The calendar says there are four seasons, but there really is only one. For the Orioles, it began today in the nicest possible way, with a 5-3 victory over the Kansas City Royals, the defending American League champions.

There is "a kind of electricity about opening day," Oriole Manager Earl Weaver says. And, undoubtedly, the 50,317 paid customers, the largest opening day crowd in Memorial Stadium history, felt it. "Now that opening day is over," Weaver said, "you can say it's just another day, which it is. But Sunday, the butterflies won't be there like they were today."

The butterfies, and ceremonies, and ceremonial guests: 14 former hostages, plus Joe DiMaggio, who threw out the first pitch.

There was also quite a ball game.

Steve Stone, whose parents accepted his 1980 Cy Young Award before the game, won it with four innings of relief from Sammy Stewart, whose relatives should have been here, too. Larry Gura lost the game when he lost his control midway through the fifth inning and walked in the tying and the go-ahead runs.

Until then, it was all long ball. Ken Singleton, wearing his deep orange "Go Deep" T-shirt, went deep on a Gura fast ball in the bottom of the first for the Orioles' first run, and first home run, of the season.

Clint Hurdle and John Wathan reciprocated in the top of the second, with back-to-back home runs that put the Royals ahead, 2-1. "Well, they weren't 500-footers," said Stone. "They only went into the second or third row. I'll trade two home runs for a win any day."

Last season, when Stone was 25-7, he had everything working for him, including a lot of luck; sometimes he won without his best pitch, and sometimes when he wasn't feeling his best, which he wasn't today.

Prior to the game, Stone, who had a 9.00 spring training ERA, was presented with a good-luck medal by a young boy named Ronnie, who has been befriended by the Orioles. A fan gave it to Stone last season, just before he beat the Yankees twice in eight days, and Stone gave it to Ronnie to take care of over the winter. "Stevie," he said, as he returned the medal to Stone, "I don't want to see you reverting."

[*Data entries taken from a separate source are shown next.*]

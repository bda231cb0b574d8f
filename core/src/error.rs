//! Error types for the item API client.
//!
//! # Design
//! `ApiError` describes what went wrong on the wire. `HookError` is the single
//! tagged shape that resource hooks expose to the presentation layer, so a
//! view branches on one enum instead of on strings, maps and status codes.

use thiserror::Error;

use crate::field_errors::FieldErrorMap;
use crate::http::TransportError;

/// Errors returned by `ItemClient` parse methods and the `Gateway`.
#[derive(Debug, Error)]
pub enum ApiError {
    /// The server returned 404.
    #[error("resource not found")]
    NotFound,

    /// The server returned 401. The session has already been cleared.
    #[error("authentication required")]
    Unauthorized,

    /// The server returned 422 with a structured list of field violations.
    #[error("validation failed: {0}")]
    Validation(FieldErrorMap),

    /// Any other unexpected status.
    #[error("HTTP {status}: {body}")]
    HttpError { status: u16, body: String },

    /// No response was obtained.
    #[error(transparent)]
    Transport(#[from] TransportError),

    /// The response body could not be deserialized into the expected type.
    #[error("deserialization failed: {0}")]
    DeserializationError(String),

    /// The request payload could not be serialized to JSON.
    #[error("serialization failed: {0}")]
    SerializationError(String),
}

impl ApiError {
    /// HTTP status associated with the failure, when one was received.
    pub fn status(&self) -> Option<u16> {
        match self {
            ApiError::NotFound => Some(404),
            ApiError::Unauthorized => Some(401),
            ApiError::Validation(_) => Some(422),
            ApiError::HttpError { status, .. } => Some(*status),
            _ => None,
        }
    }
}

/// Failure state held by a resource hook.
#[derive(Debug, Clone, PartialEq, Eq, Error)]
pub enum HookError {
    /// Local schema or server 422 violations, keyed by field.
    #[error("{0}")]
    FieldErrors(FieldErrorMap),

    #[error("Item not found")]
    NotFound,

    #[error("Session expired. Please log in again.")]
    Unauthorized,

    /// Rejected on the client before any request was made.
    #[error("Invalid item ID")]
    InvalidIdentifier,

    #[error("{0}")]
    Generic(String),
}

impl HookError {
    /// Status code analogous to the failure. `InvalidIdentifier` reports 400
    /// so callers can tell it apart from a server 404.
    pub fn status(&self) -> Option<u16> {
        match self {
            HookError::FieldErrors(_) => Some(422),
            HookError::NotFound => Some(404),
            HookError::Unauthorized => Some(401),
            HookError::InvalidIdentifier => Some(400),
            HookError::Generic(_) => None,
        }
    }

    /// The failure as a field map; non-field failures land under `general`.
    pub fn field_errors(&self) -> FieldErrorMap {
        match self {
            HookError::FieldErrors(map) => map.clone(),
            other => FieldErrorMap::general(other.to_string()),
        }
    }
}

#[cfg(test)]
mod tests {
    use super::*;

    #[test]
    fn api_error_status_codes() {
        assert_eq!(ApiError::NotFound.status(), Some(404));
        assert_eq!(ApiError::Unauthorized.status(), Some(401));
        assert_eq!(
            ApiError::HttpError {
                status: 503,
                body: String::new()
            }
            .status(),
            Some(503)
        );
        assert_eq!(
            ApiError::Transport(TransportError("refused".into())).status(),
            None
        );
    }

    #[test]
    fn invalid_identifier_is_distinct_from_not_found() {
        assert_eq!(HookError::InvalidIdentifier.status(), Some(400));
        assert_eq!(HookError::NotFound.status(), Some(404));
        assert_ne!(HookError::InvalidIdentifier, HookError::NotFound);
    }

    #[test]
    fn generic_error_becomes_general_entry() {
        let map = HookError::Generic("Failed".to_string()).field_errors();
        assert_eq!(map.general_message(), Some("Failed"));
    }

    #[test]
    fn field_errors_pass_through() {
        let fields = FieldErrorMap::from_iter([("name", "taken")]);
        let err = HookError::FieldErrors(fields.clone());
        assert_eq!(err.field_errors(), fields);
    }
}
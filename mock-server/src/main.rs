use tokio::net::TcpListener;
use tracing_subscriber::EnvFilter;

#[tokio::main]
async fn main() -> Result<(), std::io::Error> {
    tracing_subscriber::fmt()
        .with_env_filter(
            EnvFilter::try_from_env("LOG_LEVEL").unwrap_or_else(|_| EnvFilter::new("info")),
        )
        .init();

    let port = std::env::var("PORT").unwrap_or_else(|_| "8000".to_string());
    let addr = format!("127.0.0.1:{port}");
    let listener = TcpListener::bind(&addr).await?;
    tracing::info!(%addr, "listening");
    mock_server::run(listener).await
}
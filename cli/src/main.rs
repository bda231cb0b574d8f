mod args;
mod commands;
mod config;
mod logging;
mod navigator;
mod render;
mod token_file;
mod transport;

use std::process::ExitCode;

use anyhow::Context;
use clap::Parser;

use args::Cli;
use config::Config;

fn main() -> ExitCode {
    match run() {
        Ok(true) => ExitCode::SUCCESS,
        Ok(false) => ExitCode::FAILURE,
        Err(e) => {
            eprintln!("error: {e:#}");
            ExitCode::FAILURE
        }
    }
}

fn run() -> anyhow::Result<bool> {
    let cli = Cli::parse();
    logging::init_logging().context("initializing logging")?;

    let mut config = Config::from_env().context("loading configuration")?;
    if let Some(api_url) = cli.api_url {
        config.api_url = api_url;
    }
    let gw = commands::gateway(&config);
    tracing::debug!(
        api_url = %config.api_url,
        token_file = %gw.tokens().path().display(),
        "configuration loaded"
    );
    commands::execute(&gw, &config, cli.command)
}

Stone promised he wouldn't. But when Hal McRae led off the second with a single, and went to second on Doug DeCinces' error, the promise looked a bit shaky. Up stepped George Brett. Stone fell behind, 2-0, but came back with a fast ball away, a curve ball away and another curve down and in, striking out baseball's current threat to Ted Williams.

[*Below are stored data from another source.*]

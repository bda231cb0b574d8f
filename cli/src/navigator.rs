use std::cell::Cell;

use item_admin_core::{Navigator, Route};
use tracing::debug;

/// Remembers the last view the core asked for; the command loop reads it
/// after each command to print the matching hint.
#[derive(Debug, Default)]
pub struct TerminalNavigator {
    last: Cell<Option<Route>>,
}

impl TerminalNavigator {
    pub fn last(&self) -> Option<Route> {
        self.last.get()
    }
}

impl Navigator for TerminalNavigator {
    fn navigate(&self, route: Route) {
        debug!(path = %route.path(), "navigate");
        self.last.set(Some(route));
    }
}

#[cfg(test)]
mod tests {
    use super::*;

    #[test]
    fn keeps_most_recent_route() {
        let nav = TerminalNavigator::default();
        assert_eq!(nav.last(), None);
        nav.navigate(Route::Home);
        nav.navigate(Route::Login);
        assert_eq!(nav.last(), Some(Route::Login));
    }
}
//! Paginated item listing.

use tracing::warn;

use crate::gateway::Gateway;
use crate::http::Transport;
use crate::session::{Navigator, TokenStore};
use crate::types::Item;

pub const DEFAULT_PAGE_SIZE: u32 = 5;

const FETCH_FAILED: &str = "Failed to fetch items. Please try again later.";
const INVALID_PAGE: &str = "Page must be at least 1.";

/// One page of items plus the metadata of the last successful fetch.
///
/// Nothing loads implicitly: call `reload` when the view first appears and
/// `set_page` when the user pages. Each fetch replaces the page wholesale.
#[derive(Debug, Clone)]
pub struct ItemList {
    items: Vec<Item>,
    page: u32,
    page_size: u32,
    total_pages: u32,
    total_count: u64,
    loading: bool,
    error: Option<String>,
}

impl Default for ItemList {
    fn default() -> Self {
        Self::new(1, DEFAULT_PAGE_SIZE)
    }
}

impl ItemList {
    pub fn new(initial_page: u32, page_size: u32) -> Self {
        Self {
            items: Vec::new(),
            page: initial_page.max(1),
            page_size: page_size.max(1),
            total_pages: 0,
            total_count: 0,
            loading: false,
            error: None,
        }
    }

    pub fn items(&self) -> &[Item] {
        &self.items
    }

    pub fn page(&self) -> u32 {
        self.page
    }

    pub fn page_size(&self) -> u32 {
        self.page_size
    }

    pub fn total_pages(&self) -> u32 {
        self.total_pages
    }

    pub fn total_count(&self) -> u64 {
        self.total_count
    }

    pub fn loading(&self) -> bool {
        self.loading
    }

    pub fn error(&self) -> Option<&str> {
        self.error.as_deref()
    }

    /// Fetch the current page. Returns whether the fetch succeeded.
    pub fn reload<T, S, N>(&mut self, gateway: &Gateway<T, S, N>) -> bool
    where
        T: Transport,
        S: TokenStore,
        N: Navigator,
    {
        self.loading = true;
        self.error = None;

        let ok = match gateway.list_items(self.page, self.page_size) {
            Ok(page) => {
                self.items = page.data;
                self.total_pages = page.meta.total_pages;
                self.total_count = page.meta.total_count;
                true
            }
            Err(e) => {
                warn!(page = self.page, error = %e, "error fetching items");
                self.error = Some(FETCH_FAILED.to_string());
                false
            }
        };

        self.loading = false;
        ok
    }

    /// Move to `page` and fetch it. Selecting the page already shown issues
    /// no request.
    pub fn set_page<T, S, N>(&mut self, gateway: &Gateway<T, S, N>, page: u32) -> bool
    where
        T: Transport,
        S: TokenStore,
        N: Navigator,
    {
        if page == 0 {
            self.error = Some(INVALID_PAGE.to_string());
            return false;
        }
        if page == self.page {
            return true;
        }
        self.page = page;
        self.reload(gateway)
    }
}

"Getting George Brett to miss two is like parting the Red Sea," Stone said. "I thought of asking for the ball but I forgot."

Gary Roenicke made the first sensational catch of the year, a running backhand grab against the left-field wall to add to the miracles, before Amos Otis singled to drive in McRae with the Royals' third and last run of the day.They led, 3-2.

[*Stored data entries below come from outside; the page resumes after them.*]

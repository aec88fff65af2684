use chrono::{DateTime, Utc};
use serde::{Deserialize, Serialize};
use strum::{Display, EnumString};
use uuid::Uuid;


#[derive(Debug, Clone, Copy, PartialEq, Eq, Hash, Serialize, Deserialize, Display, EnumString)]
#[serde(rename_all = "snake_case")]
#[strum(serialize_all = "snake_case")]
pub enum ErrorCategory {
    Network,
    Permission,
    Validation,
    Server,
    Unknown,
}


pub mod codes {
    pub const NETWORK_ERROR: &str = "NETWORK_ERROR";
    pub const TIMEOUT: &str = "TIMEOUT";
    pub const RATE_LIMITED: &str = "RATE_LIMITED";
    pub const PERMISSION_DENIED: &str = "PERMISSION_DENIED";
    pub const VALIDATION_ERROR: &str = "VALIDATION_ERROR";
    pub const NOT_FOUND: &str = "NOT_FOUND";
    pub const SERVER_ERROR: &str = "SERVER_ERROR";
    pub const CMS_REFERENCE_CONFLICT: &str = "CMS_REFERENCE_CONFLICT";
    pub const CMS_TRANSIENT: &str = "CMS_TRANSIENT";
    pub const UNKNOWN_ERROR: &str = "UNKNOWN_ERROR";
    pub const OPERATION_IN_PROGRESS: &str = "OPERATION_IN_PROGRESS";
    pub const CIRCUIT_OPEN: &str = "CIRCUIT_OPEN";
    pub const INVALID_IDENTIFIER: &str = "INVALID_IDENTIFIER";
}


/// Classified failure. Built once per failure and never reclassified.
#[derive(Debug, Clone, PartialEq, Eq, Serialize, Deserialize)]
pub struct DeletionError {
    pub code: String,
    pub message: String,
    pub category: ErrorCategory,
    pub retryable: bool,
    pub suggested_action: String,
}

impl DeletionError {
    pub fn operation_in_progress(identifier: &str) -> Self {
        Self {
            code: codes::OPERATION_IN_PROGRESS.to_string(),
            message: format!("A deletion for '{}' is already in progress", identifier),
            category: ErrorCategory::Validation,
            retryable: false,
            suggested_action: "Wait for the running deletion to finish before retrying.".to_string(),
        }
    }

    pub fn circuit_open() -> Self {
        Self {
            code: codes::CIRCUIT_OPEN.to_string(),
            message: "CMS circuit breaker is open; the call was not attempted".to_string(),
            category: ErrorCategory::Server,
            retryable: false,
            suggested_action: "The CMS is failing repeatedly. Wait for it to recover and try again.".to_string(),
        }
    }

    pub fn invalid_identifier() -> Self {
        Self {
            code: codes::INVALID_IDENTIFIER.to_string(),
            message: "Post identifier must not be empty".to_string(),
            category: ErrorCategory::Validation,
            retryable: false,
            suggested_action: "Provide a document id or slug.".to_string(),
        }
    }


    pub fn is_queueable(&self) -> bool {
        self.category == ErrorCategory::Network && self.retryable
    }
}

impl std::fmt::Display for DeletionError {
    fn fmt(&self, f: &mut std::fmt::Formatter<'_>) -> std::fmt::Result {
        write!(f, "[{}] {}", self.code, self.message)
    }
}

impl std::error::Error for DeletionError {}


#[derive(Debug, Clone, Copy, Default, PartialEq, Eq, PartialOrd, Ord, Hash, Serialize, Deserialize, Display, EnumString)]
#[serde(rename_all = "snake_case")]
#[strum(serialize_all = "snake_case")]
pub enum Priority {
    Low,
    #[default]
    Normal,
    High,
}


#[derive(Debug, Clone, PartialEq, Eq, Serialize, Deserialize)]
#[serde(default)]
pub struct DeletionOptions {
    pub retry_attempts: u32,
    pub retry_delay_ms: u64,
    pub skip_cache_invalidation: bool,
    pub validate_before_delete: bool,
    pub actor: String,
    pub priority: Priority,
    /// Off for replays from the offline queue so an item is never re-enqueued.
    pub queue_on_network_failure: bool,
}

impl Default for DeletionOptions {
    fn default() -> Self {
        Self {
            retry_attempts: crate::DEFAULT_RETRY_ATTEMPTS,
            retry_delay_ms: crate::DEFAULT_RETRY_DELAY_MS,
            skip_cache_invalidation: false,
            validate_before_delete: true,
            actor: "system".to_string(),
            priority: Priority::Normal,
            queue_on_network_failure: true,
        }
    }
}

impl DeletionOptions {
    pub fn with_retries(mut self, retry_attempts: u32, retry_delay_ms: u64) -> Self {
        self.retry_attempts = retry_attempts;
        self.retry_delay_ms = retry_delay_ms;
        self
    }

    pub fn with_actor(mut self, actor: impl Into<String>) -> Self {
        self.actor = actor.into();
        self
    }
}


#[derive(Debug, Clone, PartialEq, Eq, Serialize, Deserialize)]
pub struct DeletionRequest {
    identifier: String,
    options: DeletionOptions,
}

impl DeletionRequest {
    pub fn new(identifier: impl Into<String>, options: DeletionOptions) -> Result<Self, DeletionError> {
        let identifier = identifier.into().trim().to_string();
        if identifier.is_empty() {
            return Err(DeletionError::invalid_identifier());
        }
        Ok(Self { identifier, options })
    }

    pub fn identifier(&self) -> &str {
        &self.identifier
    }

    pub fn options(&self) -> &DeletionOptions {
        &self.options
    }
}


#[derive(Debug, Clone, PartialEq, Serialize, Deserialize)]
pub struct DeletionResult {
    pub success: bool,
    pub identifier: String,
    pub post_id: Option<String>,
    pub slug: Option<String>,
    pub title: Option<String>,
    pub error: Option<DeletionError>,
    pub cache_invalidated: bool,
    pub timestamp: DateTime<Utc>,
    pub retry_count: u32,
    pub duration_ms: u64,
    pub event_id: Option<Uuid>,
    pub queued_for_retry: bool,
    pub queue_id: Option<Uuid>,
}

impl DeletionResult {
    pub fn rejected(identifier: &str, error: DeletionError) -> Self {
        Self {
            success: false,
            identifier: identifier.to_string(),
            post_id: None,
            slug: None,
            title: None,
            error: Some(error),
            cache_invalidated: false,
            timestamp: Utc::now(),
            retry_count: 0,
            duration_ms: 0,
            event_id: None,
            queued_for_retry: false,
            queue_id: None,
        }
    }


    pub fn error_code(&self) -> Option<&str> {
        self.error.as_ref().map(|e| e.code.as_str())
    }
}
use chrono::{DateTime, Duration, Utc};
use serde::{Deserialize, Serialize};
use strum::{Display, EnumString};
use uuid::Uuid;

use crate::deletion::DeletionError;


#[derive(Debug, Clone, Copy, PartialEq, Eq, PartialOrd, Ord, Hash, Serialize, Deserialize, Display, EnumString)]
#[serde(rename_all = "snake_case")]
#[strum(serialize_all = "snake_case")]
pub enum AuditAction {
    Initiated,
    Success,
    Failed,
    Retried,
}

impl AuditAction {
    pub fn is_terminal(self) -> bool {
        matches!(self, Self::Success | Self::Failed)
    }
}


#[derive(Debug, Clone, PartialEq, Serialize, Deserialize)]
pub struct AuditLogEntry {
    pub entry_id: Uuid,
    pub event_id: Uuid,
    pub sequence: u64,
    pub post_id: String,
    pub action: AuditAction,
    pub timestamp: DateTime<Utc>,
    pub actor: String,
    pub title: Option<String>,
    pub slug: Option<String>,
    pub error: Option<DeletionError>,
    pub duration_ms: Option<u64>,
    pub retry_count: u32,
    pub cache_invalidated: Option<bool>,
}


#[derive(Debug, Clone, Copy, PartialEq, Eq, Serialize, Deserialize, Display, EnumString)]
#[serde(rename_all = "snake_case")]
#[strum(serialize_all = "snake_case")]
pub enum EventStatus {
    Pending,
    Retrying,
    Success,
    Failed,
}

impl EventStatus {
    pub fn is_terminal(self) -> bool {
        matches!(self, Self::Success | Self::Failed)
    }
}


/// Rollup of one deletion's audit trail.
#[derive(Debug, Clone, PartialEq, Serialize, Deserialize)]
pub struct DeletionEvent {
    pub id: Uuid,
    pub post_id: String,
    pub status: EventStatus,
    pub retry_count: u32,
    pub max_retries: u32,
    pub actor: String,
    pub started_at: DateTime<Utc>,
    pub completed_at: Option<DateTime<Utc>>,
}


#[derive(Debug, Clone, Copy, Default, PartialEq, Eq, Serialize, Deserialize)]
#[serde(rename_all = "snake_case")]
pub enum SortField {
    #[default]
    Timestamp,
    Action,
    Actor,
}


#[derive(Debug, Clone, Copy, Default, PartialEq, Eq, Serialize, Deserialize)]
#[serde(rename_all = "snake_case")]
pub enum SortOrder {
    Asc,
    #[default]
    Desc,
}


#[derive(Debug, Clone, PartialEq, Serialize, Deserialize)]
#[serde(default)]
pub struct AuditFilter {
    pub post_id: Option<String>,
    pub actor: Option<String>,
    pub action: Option<AuditAction>,
    pub start: Option<DateTime<Utc>>,
    pub end: Option<DateTime<Utc>>,
    pub offset: usize,
    pub limit: usize,
    pub sort_by: SortField,
    pub order: SortOrder,
}

impl Default for AuditFilter {
    fn default() -> Self {
        Self {
            post_id: None,
            actor: None,
            action: None,
            start: None,
            end: None,
            offset: 0,
            limit: 50,
            sort_by: SortField::Timestamp,
            order: SortOrder::Desc,
        }
    }
}

impl AuditFilter {
    pub fn for_post(post_id: impl Into<String>) -> Self {
        Self {
            post_id: Some(post_id.into()),
            ..Default::default()
        }
    }

    pub fn matches(&self, entry: &AuditLogEntry) -> bool {
        self.post_id.as_ref().is_none_or(|p| *p == entry.post_id)
            && self.actor.as_ref().is_none_or(|a| *a == entry.actor)
            && self.action.is_none_or(|a| a == entry.action)
            && self.start.is_none_or(|s| entry.timestamp >= s)
            && self.end.is_none_or(|e| entry.timestamp <= e)
    }
}


#[derive(Debug, Clone, PartialEq, Serialize, Deserialize)]
pub struct AuditPage {
    pub entries: Vec<AuditLogEntry>,
    pub total: usize,
    pub offset: usize,
    pub limit: usize,
    pub has_more: bool,
}


#[derive(Debug, Clone, Copy, PartialEq, Eq, Serialize, Deserialize)]
pub struct TimeRange {
    pub start: DateTime<Utc>,
    pub end: DateTime<Utc>,
}

impl TimeRange {
    pub fn last(window: Duration) -> Self {
        let end = Utc::now();
        Self { start: end - window, end }
    }

    pub fn last_hours(hours: i64) -> Self {
        Self::last(Duration::hours(hours))
    }

    pub fn contains(&self, ts: DateTime<Utc>) -> bool {
        ts >= self.start && ts <= self.end
    }
}


#[derive(Debug, Clone, PartialEq, Serialize, Deserialize)]
pub struct DeletionMetrics {
    pub total: usize,
    pub successful: usize,
    pub failed: usize,
    pub in_progress: usize,
    pub success_rate: f64,
    pub error_rate: f64,
    pub average_duration_ms: f64,
    pub p50_duration_ms: u64,
    pub p95_duration_ms: u64,
    pub p99_duration_ms: u64,
    pub retry_rate: f64,
    pub cache_invalidation_rate: f64,
    pub window_start: DateTime<Utc>,
    pub window_end: DateTime<Utc>,
}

But in the fifth inning, when he threw 33 of his 87 pitches, Gura decided that it was a beautiful day for a walk and issued four of them. The first was to Al Bumbry. Then, Rich Dauer hit a routine fly ball to Amos Otis, the Royals' reluctant left fielder who had been switched from center. Otis must have been distracted by the weather -- absolutely spectacular -- because he dropped the ball.

Gura must have been distracted by Otis, because he walked the next three men, Singleton, Murray and DeCinces, to put the Orioles ahead, 4-3. Rick Dempsey's home run an inning later made it 5-3.

By that time Stone was out of the game. When Hurdle, three for four with a home game run, led off the sixth with a single. Weaver decided that his flu-ridden pitcher had had enough; he had Stewart in the bullpen. Like Weaver says, "A guys gotta earn his living," which Stewart did, giving up two hits, and no runs, in four innings.

Still, he tried to make it interesting. U.L. Washington, who has forsaken his toothpick, started the ninth with an opposite-filed single, and Stewart walked rookie Ken Phelps. That brought up Willie Wilson. The last time most fans saw Wilson he was striking out for the 12th time in the 1980 World Series. Stewart struck him out.

Up stepped Brett, Stewart got two strikes on him, one of which was called while Brett stepped away from the plate.

"He stepped out, didn't he?" Stewart drawled. "He'd have to have a long bat to reach that one."

With the count 2-2, Stewart looked over at the dugout, where Weaver was waving madly. "Away from the plate, we don't want it in the right-field seats."

"I had two strikes on him and I said, 'All right.' Then, I said 'Uh oh. There's two runners on, in a two-run game.' George has a way of calming you down real quick. He's got that look in his eye: 'I know what you've got and I'm gonna go after it.'"

What Stewart had was a slider, and what Brett did was go after it, and what Bumbry did was catch it in center field for the last out of the first day of the Baltimore season.